MRO Magazine

PRACTICAL AUTOMATION: Understanding pneumatic power circuits

Pneumatic directional control valves and cylinders are most commonly used in power circuits, with the valves controlling cylinders that, in turn, provide work. As we learn about a few of these circuit...

April 1, 2001
By Ted Grove

Pneumatic directional control valves and cylinders are most commonly used in power circuits, with the valves controlling cylinders that, in turn, provide work. As we learn about a few of these circuits, other accessory valves will be introduced, along with some interesting ways of using them.

The directional control valve in any power circuit should be mounted as close as possible to the cylinder it controls. Pressure drops in long hoses leading to the cylinder may cause the piston to move too slowly. Also, long hoses between the valve and cylinder may contain more air volume than the cylinder will accommodate, thus the lubricated air might never reach the cylinder before it is fully extended. On the return stroke, the lubricated air is exhausted back through the valve to atmosphere.

Short hoses between the valve and cylinder will help to solve both of these problems, but if using one is not possible, try a quick exhaust valve mounted close to the cylinder.

A quick exhaust valve is actually two check valves with a common poppet or ball which allows incoming air to be ported to the cylinder and exhausting air from the cylinder to be dumped directly to the atmosphere. The resulting decrease in back pressure causes the cylinder to travel much faster. It also eliminates the reverse displacement of incoming lubricated air by the exhaust in the connecting hoses, allowing the cylinders to be lubricated (figure 1).

A decelerating device, preferably mounted outside the cylinder, should always be used with a quick exhaust. This may be a positive stop protected by a urethane bumper pad, a hydraulic dashpot, or at the very least, an internal cylinder cushion.

The acceleration of any pneumatic cylinder is generally accomplished as fast as the balancing forces in the cylinder will allow it to happen. Very seldom will the forces within the cylinder during acceleration exceed the design limitations of the cylinder.
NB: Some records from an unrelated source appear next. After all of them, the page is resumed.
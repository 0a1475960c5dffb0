//! Store contract the ledger runs against: records keyed by ticker.

use async_trait::async_trait;
use thiserror::Error;

use crate::types::position::Position;

#[derive(Debug, Error)]
pub enum StoreError {
    #[error("database error: {0}")]
    Database(#[from] sqlx::Error),
}

/// Record store keyed by ticker. `write` has upsert semantics: create the
/// row if absent, else update it.
#[async_trait]
pub trait PositionStore: Send + Sync {
    async fn read(&self, ticker: &str) -> Result<Option<Position>, StoreError>;
    async fn write(
        &self,
        ticker: &str,
        quantity: f64,
        average_cost: Option<f64>,
    ) -> Result<(), StoreError>;
    async fn delete(&self, ticker: &str) -> Result<(), StoreError>;
    async fn list_all(&self) -> Result<Vec<Position>, StoreError>;
}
Deceleration, however, is another story. If the combined inertia of the load and the moving cylinder parts is stopped by the cylinder reaching the end of its stroke, the design limitations of the cylinder will most often be exceeded and cylinder damage will result.
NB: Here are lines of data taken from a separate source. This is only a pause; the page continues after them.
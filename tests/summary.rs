//! Portfolio summary tests: valuation, P&L, totals.

use std::sync::Arc;

use crypto_portfolio::ledger::engine::{Ledger, unrealized_pnl};
use crypto_portfolio::ledger::summary::summarize;
use crypto_portfolio::persistence::MemoryStore;
use crypto_portfolio::prices::StaticPrices;
use crypto_portfolio::types::position::Position;
use crypto_portfolio::types::trade::TradeSide;

#[tokio::test]
async fn summary_values_holdings_at_current_price() {
    let ledger = Ledger::new(Arc::new(MemoryStore::with_cash(100_000.0)));
    ledger
        .execute("BTC", 1.0, TradeSide::Buy, 60_000.0)
        .await
        .unwrap();

    let positions = ledger.positions().await.unwrap();
    let summary = summarize(&positions, StaticPrices::lookup);

    assert_eq!(summary.cash, 40_000.0);
    assert_eq!(summary.holdings.len(), 1);
    let btc = &summary.holdings[0];
    assert_eq!(btc.ticker, "BTC");
    assert_eq!(btc.value, 67_234.0);
    assert_eq!(btc.profit_loss, 67_234.0 - 60_000.0);
    assert_eq!(summary.total_value, 40_000.0 + 67_234.0);
    assert_eq!(summary.total_invested, 60_000.0);
    let expected_pct = (67_234.0 - 60_000.0) / 60_000.0 * 100.0;
    assert_eq!(summary.profit_loss_percentage, expected_pct);
}

#[tokio::test]
async fn empty_portfolio_summary_is_all_zero() {
    let summary = summarize(&[], StaticPrices::lookup);

    assert_eq!(summary.cash, 0.0);
    assert_eq!(summary.total_value, 0.0);
    assert_eq!(summary.total_invested, 0.0);
    assert_eq!(summary.total_profit_loss, 0.0);
    assert_eq!(summary.profit_loss_percentage, 0.0);
    assert!(summary.holdings.is_empty());
}

#[test]
fn unrealized_pnl_gain_and_loss() {
    let position = Position {
        ticker: "BTC".to_string(),
        quantity: 2.0,
        average_cost: Some(60_000.0),
    };

    assert_eq!(unrealized_pnl(&position, 65_000.0), 10_000.0);
    assert_eq!(unrealized_pnl(&position, 55_000.0), -10_000.0);
}

#[test]
fn position_without_average_cost_has_no_pnl() {
    let position = Position {
        ticker: "BTC".to_string(),
        quantity: 2.0,
        average_cost: None,
    };

    assert_eq!(unrealized_pnl(&position, 65_000.0), 0.0);
}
End-of-stroke cushions which trap and compress the air just before the end of the piston travel are only designed to change a “crash” into a “boom.” They will seldom solve a load inertia problem. Always try to absorb the inertia by stopping the load with a deceleration device outside of the cylinder.

Slowing the cylinder to a controllable level is generally accomplished by restricting the flow of compressed air into or out of the cylinder. The least expensive way of accomplishing this is to use a four-way, five-port control valve with a needle valve installed in each of the exhaust ports (figure 2). This will effectively give you a “meter-out” control, with the exhaust restricted and the air flow entering the cylinder unrestricted.
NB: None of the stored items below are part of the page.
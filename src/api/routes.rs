//! HTTP surface: portfolio reads, trade execution, price history, assistant.

use std::collections::HashMap;
use std::sync::Arc;

use axum::extract::{Path, Query, State};
use axum::http::StatusCode;
use axum::response::{IntoResponse, Response};
use axum::routing::{get, post};
use axum::{Json, Router};
use serde::{Deserialize, Serialize};
use serde_json::json;
use tracing::{error, info};

use crate::assistant::gemini::GeminiClient;
use crate::ledger::engine::{Ledger, LedgerError};
use crate::ledger::summary::summarize;
use crate::prices::{CoinbaseSource, PriceFeed};
use crate::types::position::Position;
use crate::types::trade::{TradeReceipt, TradeSide};

#[derive(Clone)]
pub struct AppState {
    pub ledger: Arc<Ledger>,
    pub prices: Arc<PriceFeed>,
    pub coinbase: Option<Arc<CoinbaseSource>>,
    pub assistant: Option<Arc<GeminiClient>>,
}

pub fn app_router(state: AppState) -> Router {
    Router::new()
        .route("/health", get(health))
        .route("/api/portfolio", get(get_portfolio))
        .route("/api/portfolio/summary", get(get_summary))
        .route("/api/portfolio/{ticker}", get(get_position))
        .route("/api/cash", get(get_cash))
        .route("/api/transaction", post(post_transaction))
        .route("/api/historical-prices/{ticker}", get(get_historical_prices))
        .route("/api/gemini", post(post_chat))
        .route("/api/gemini-coin-analysis", post(post_coin_analysis))
        .with_state(state)
}

async fn health() -> &'static str {
    "healthy"
}

fn error_body(status: StatusCode, message: String) -> Response {
    (status, Json(json!({ "success": false, "error": message }))).into_response()
}

fn ledger_error_response(err: LedgerError) -> Response {
    let status = match err {
        LedgerError::Store(_) => StatusCode::SERVICE_UNAVAILABLE,
        _ => StatusCode::BAD_REQUEST,
    };
    error_body(status, err.to_string())
}

async fn get_portfolio(State(state): State<AppState>) -> Response {
    match state.ledger.positions().await {
        Ok(positions) => Json(positions).into_response(),
        Err(err) => ledger_error_response(err),
    }
}

async fn get_position(State(state): State<AppState>, Path(ticker): Path<String>) -> Response {
    match state.ledger.position(&ticker).await {
        Ok(Some(position)) => Json(position).into_response(),
        Ok(None) => error_body(
            StatusCode::NOT_FOUND,
            format!("no position for {}", ticker.to_uppercase()),
        ),
        Err(err) => ledger_error_response(err),
    }
}

async fn get_cash(State(state): State<AppState>) -> Response {
    match state.ledger.cash_balance().await {
        Ok(cash) => Json(json!({ "cash": cash })).into_response(),
        Err(err) => ledger_error_response(err),
    }
}

async fn get_summary(State(state): State<AppState>) -> Response {
    let positions = match state.ledger.positions().await {
        Ok(positions) => positions,
        Err(err) => return ledger_error_response(err),
    };

    let mut prices: HashMap<String, f64> = HashMap::new();
    for position in &positions {
        if !position.is_cash() {
            let quote = state.prices.quote(&position.ticker).await;
            prices.insert(position.ticker.clone(), quote);
        }
    }

    let summary = summarize(&positions, |ticker| {
        prices.get(ticker).copied().unwrap_or(1.0)
    });
    Json(summary).into_response()
}

#[derive(Debug, Deserialize)]
struct TransactionRequest {
    ticker: String,
    quantity: f64,
    action: TradeSide,
    // Live price supplied by the caller; quoted from the price feed when
    // absent.
    price: Option<f64>,
}

#[derive(Debug, Serialize)]
struct TransactionResponse {
    success: bool,
    position: Option<Position>,
    receipt: TradeReceipt,
}

async fn post_transaction(
    State(state): State<AppState>,
    Json(request): Json<TransactionRequest>,
) -> Response {
    let price = match request.price {
        Some(price) => price,
        None => state.prices.quote(&request.ticker).await,
    };

    match state
        .ledger
        .execute(&request.ticker, request.quantity, request.action, price)
        .await
    {
        Ok(outcome) => {
            info!(
                "executed {:?} {} {} at {}",
                request.action, request.quantity, outcome.receipt.ticker, price
            );
            Json(TransactionResponse {
                success: true,
                position: outcome.position,
                receipt: outcome.receipt,
            })
            .into_response()
        }
        Err(err) => ledger_error_response(err),
    }
}

#[derive(Debug, Deserialize)]
struct HistoryQuery {
    granularity: Option<String>,
    days_back: Option<i64>,
}

async fn get_historical_prices(
    State(state): State<AppState>,
    Path(ticker): Path<String>,
    Query(query): Query<HistoryQuery>,
) -> Response {
    let Some(coinbase) = &state.coinbase else {
        return error_body(
            StatusCode::SERVICE_UNAVAILABLE,
            "price source not configured".to_string(),
        );
    };

    let product = ticker.to_uppercase();
    let granularity = query.granularity.unwrap_or_else(|| "ONE_DAY".to_string());
    let days_back = query.days_back.unwrap_or(350);

    match coinbase.candles(&product, &granularity, days_back).await {
        Ok(data) => Json(json!({
            "success": true,
            "ticker": product,
            "granularity": granularity,
            "days_back": days_back,
            "data": data,
        }))
        .into_response(),
        Err(err) => (
            StatusCode::BAD_GATEWAY,
            Json(json!({ "success": false, "ticker": product, "error": err.to_string() })),
        )
            .into_response(),
    }
}

#[derive(Debug, Deserialize)]
struct ChatRequest {
    prompt: String,
}

async fn post_chat(State(state): State<AppState>, Json(request): Json<ChatRequest>) -> Response {
    let Some(assistant) = &state.assistant else {
        return error_body(
            StatusCode::INTERNAL_SERVER_ERROR,
            "Gemini API key not set".to_string(),
        );
    };
    if request.prompt.trim().is_empty() {
        return error_body(StatusCode::BAD_REQUEST, "Prompt is required".to_string());
    }

    match assistant.chat(&request.prompt).await {
        Ok(text) => Json(json!({ "research": text })).into_response(),
        Err(err) => {
            error!("gemini chat failed: {err}");
            error_body(
                StatusCode::INTERNAL_SERVER_ERROR,
                "Failed to fetch from Gemini API".to_string(),
            )
        }
    }
}

#[derive(Debug, Deserialize)]
struct AnalysisRequest {
    crypto: String,
    action: String,
    amount: Option<f64>,
}

async fn post_coin_analysis(
    State(state): State<AppState>,
    Json(request): Json<AnalysisRequest>,
) -> Response {
    let Some(assistant) = &state.assistant else {
        return error_body(
            StatusCode::INTERNAL_SERVER_ERROR,
            "Gemini API key not set".to_string(),
        );
    };
    if request.crypto.trim().is_empty() {
        return error_body(
            StatusCode::BAD_REQUEST,
            "Crypto symbol is required".to_string(),
        );
    }

    let amount = request.amount.unwrap_or(0.0);
    match assistant
        .coin_analysis(&request.crypto, &request.action, amount)
        .await
    {
        Ok(analysis) => {
            // Echo the request details alongside the analysis, as the
            // frontend expects.
            let mut value = serde_json::to_value(&analysis).unwrap_or_default();
            value["request"] = json!({
                "crypto": request.crypto,
                "action": request.action,
                "amount": request.amount,
            });
            Json(json!({ "success": true, "analysis": value })).into_response()
        }
        Err(err) => {
            error!("gemini coin analysis failed: {err}");
            error_body(
                StatusCode::INTERNAL_SERVER_ERROR,
                "Failed to fetch coin analysis".to_string(),
            )
        }
    }
}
A better method of slowing the cylinder is to use flow control valves directly connected to the cylinder ports to restrict the exhausting air only. Flow control valves are a combination of an adjustable needle valve controlling the flow in one direction and a check valve to allow the full flow bypass of air around the needle valve in the other direction.

Varying frictional forces in the cylinder and the machine may cause jerky or erratic cylinder motion, especially at low speeds. Using flow controls in a meter-in direction will accentuate the problem due to the slow, uncontrollable buildup of air pressure behind the piston.

A meter-out flow control, which restricts the exhausting air, will cause the incoming air pushing the cylinder to build to full pressure, minimizing the small frictional fluctuations, thus reducing the tendency for jerky motion (figure 3). When in doubt, meter out. However, for extremely slow-moving applications, an additional self-contained hydraulic speed control unit is required.

Hydraulic speed controls will accurately control a slow pneumatic cylinder feed — usually in one direction only. This is a requirement in many pneumatically fed machining operations such as drilling or milling applications and cut-off saw feeds. Hydra-checks, as these units are sometimes called, are self-contained hydraulic cylinders with internally piped circuitry to control the passage of oil from one side of the cylinder to the other.

A similar device can also be constructed by using a tandem cylinder (figure 4) with the back piston being driven with pneumatic power and the front piston fitted with a bypass circuit for the oil using a flow control and a suitable make-up reservoir on the non-pressurized side of the flow control.MRO

Ted Grove is corporate training manager for Wainbee Limited, Mississauga, Ont., and a widely experienced fluid power trainer.